IBD encompasses a spectrum of debilitating, chronically recurring diseases of which the two main pathologies are Ulcerative Colitis and Crohn's diseases. The cause of the disease remains idiopathic, although there are a number of factors that have been implicated in the disease including; genetic factors, mucosal immunity, diet and lifestyle, and interactions with the gut microbiota. Dysbiosis of the gut microbiota is a common occurrence in those suffering with IBD although the implications of this dysbiosis remain unknown. Efforts are continuously being made to identify the molecular structures and mechanisms of bacteria that may be contributing to the disease. Microbial proteases have been proven responsible in part or even entirely for the virulence of certain microorganisms and the onset of many diseases and there is increasing evidence implicating them in the pathology of diseases of the human gut.
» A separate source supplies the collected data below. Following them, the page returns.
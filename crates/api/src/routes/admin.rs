//! Hotel-admin dashboard endpoints.

use axum::{
    extract::{Path, Query, State},
    Extension, Json,
};
use serde::{Deserialize, Serialize};
use uuid::Uuid;
use validator::Validate;

use domain::models::booking::{BookingRequest, Decision, RespondToBookingRequest};
use domain::models::hotel::{HotelLoginRequest, HotelSessionResponse};
use domain::services::stats::{compute_stats, BookingStats};
use persistence::entities::BookingStatusDb;
use persistence::repositories::{BookingRequestRepository, HotelRepository};

use crate::app::AppState;
use crate::error::ApiError;
use crate::middleware::hotel_auth::HotelContext;
use crate::middleware::metrics::record_booking_responded;
use crate::services::HotelAuthService;

/// `POST /api/v1/admin/login` - authenticate a hotel admin.
pub async fn login(
    State(state): State<AppState>,
    Json(payload): Json<HotelLoginRequest>,
) -> Result<Json<HotelSessionResponse>, ApiError> {
    payload.validate()?;

    let service = HotelAuthService::new(
        HotelRepository::new(state.pool.clone()),
        state.config.jwt.clone(),
    );
    let session = service.login(&payload).await?;

    Ok(Json(session))
}

#[derive(Debug, Deserialize)]
pub struct DashboardQuery {
    /// Optional lifecycle filter: pending, confirmed, or declined.
    pub status: Option<String>,
}

/// Dashboard listing: the hotel's booking requests plus aggregate stats.
#[derive(Debug, Serialize)]
#[serde(rename_all = "camelCase")]
pub struct DashboardResponse {
    pub data: Vec<BookingRequest>,
    pub stats: BookingStats,
}

fn parse_status_filter(raw: &str) -> Result<BookingStatusDb, ApiError> {
    match raw {
        "pending" => Ok(BookingStatusDb::Pending),
        "confirmed" => Ok(BookingStatusDb::Confirmed),
        "declined" => Ok(BookingStatusDb::Declined),
        other => Err(ApiError::Validation(format!(
            "Unknown status filter '{}'",
            other
        ))),
    }
}

/// `GET /api/v1/admin/bookings` - the authenticated hotel's dashboard.
///
/// Stats are computed over the full (unfiltered) set so the dashboard
/// counters stay stable while a status filter is applied.
pub async fn list_bookings(
    State(state): State<AppState>,
    Extension(ctx): Extension<HotelContext>,
    Query(query): Query<DashboardQuery>,
) -> Result<Json<DashboardResponse>, ApiError> {
    let status_filter = query
        .status
        .as_deref()
        .map(parse_status_filter)
        .transpose()?;

    let repo = BookingRequestRepository::new(state.pool.clone());

    let all: Vec<BookingRequest> = repo
        .list_for_hotel(&ctx.hotel_code, None)
        .await?
        .into_iter()
        .map(|entity| entity.into_model())
        .collect();
    let stats = compute_stats(&all);

    let data = match status_filter {
        None => all,
        Some(filter) => {
            let wanted = filter.into();
            all.into_iter().filter(|b| b.status == wanted).collect()
        }
    };

    Ok(Json(DashboardResponse { data, stats }))
}

/// `POST /api/v1/admin/bookings/:id/respond` - confirm or decline.
///
/// The status guard lives in the UPDATE itself: when the request was
/// already answered (by this admin or a concurrent one) the update matches
/// nothing and the handler reports 409 instead of overwriting.
pub async fn respond_to_booking(
    State(state): State<AppState>,
    Extension(ctx): Extension<HotelContext>,
    Path(id): Path<Uuid>,
    Json(payload): Json<RespondToBookingRequest>,
) -> Result<Json<BookingRequest>, ApiError> {
    payload.validate()?;

    let repo = BookingRequestRepository::new(state.pool.clone());

    let existing = repo
        .find_by_id(id)
        .await?
        .ok_or_else(|| ApiError::NotFound(format!("Booking request {} not found", id)))?;

    if existing.hotel_code != ctx.hotel_code {
        return Err(ApiError::Forbidden(
            "Booking request belongs to another hotel".to_string(),
        ));
    }

    let detail = payload.detail.trim();
    let (status, quote, decline_reason) = match payload.decision {
        Decision::Confirm => (BookingStatusDb::Confirmed, Some(detail), None),
        Decision::Decline => (BookingStatusDb::Declined, None, Some(detail)),
    };

    let updated = repo
        .respond(id, status, quote, decline_reason)
        .await?
        .ok_or_else(|| {
            ApiError::Conflict("Booking request has already been answered".to_string())
        })?;

    let booking = updated.into_model();
    record_booking_responded(match payload.decision {
        Decision::Confirm => "confirm",
        Decision::Decline => "decline",
    });
    tracing::info!(
        booking_id = %booking.id,
        hotel_code = %ctx.hotel_code,
        status = %booking.status,
        "Booking request answered"
    );

    Ok(Json(booking))
}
In order to further our understanding of proteases produced by the gut microbiota (referred to as the 'degradome') and their contribution to IBD, we first conducted 16S rRNA bacterial community profiling of a cohort of IBD patients and compared them with a group of healthy volunteers to observe the dysbiosis. We also isolated the metagenomes from each individual to mine them for microbial proteases in order to determine whether microbial proteases are increased in abundance and diversity in the IBD gut metagenome as well as determining whether they have an altered functional repertoire.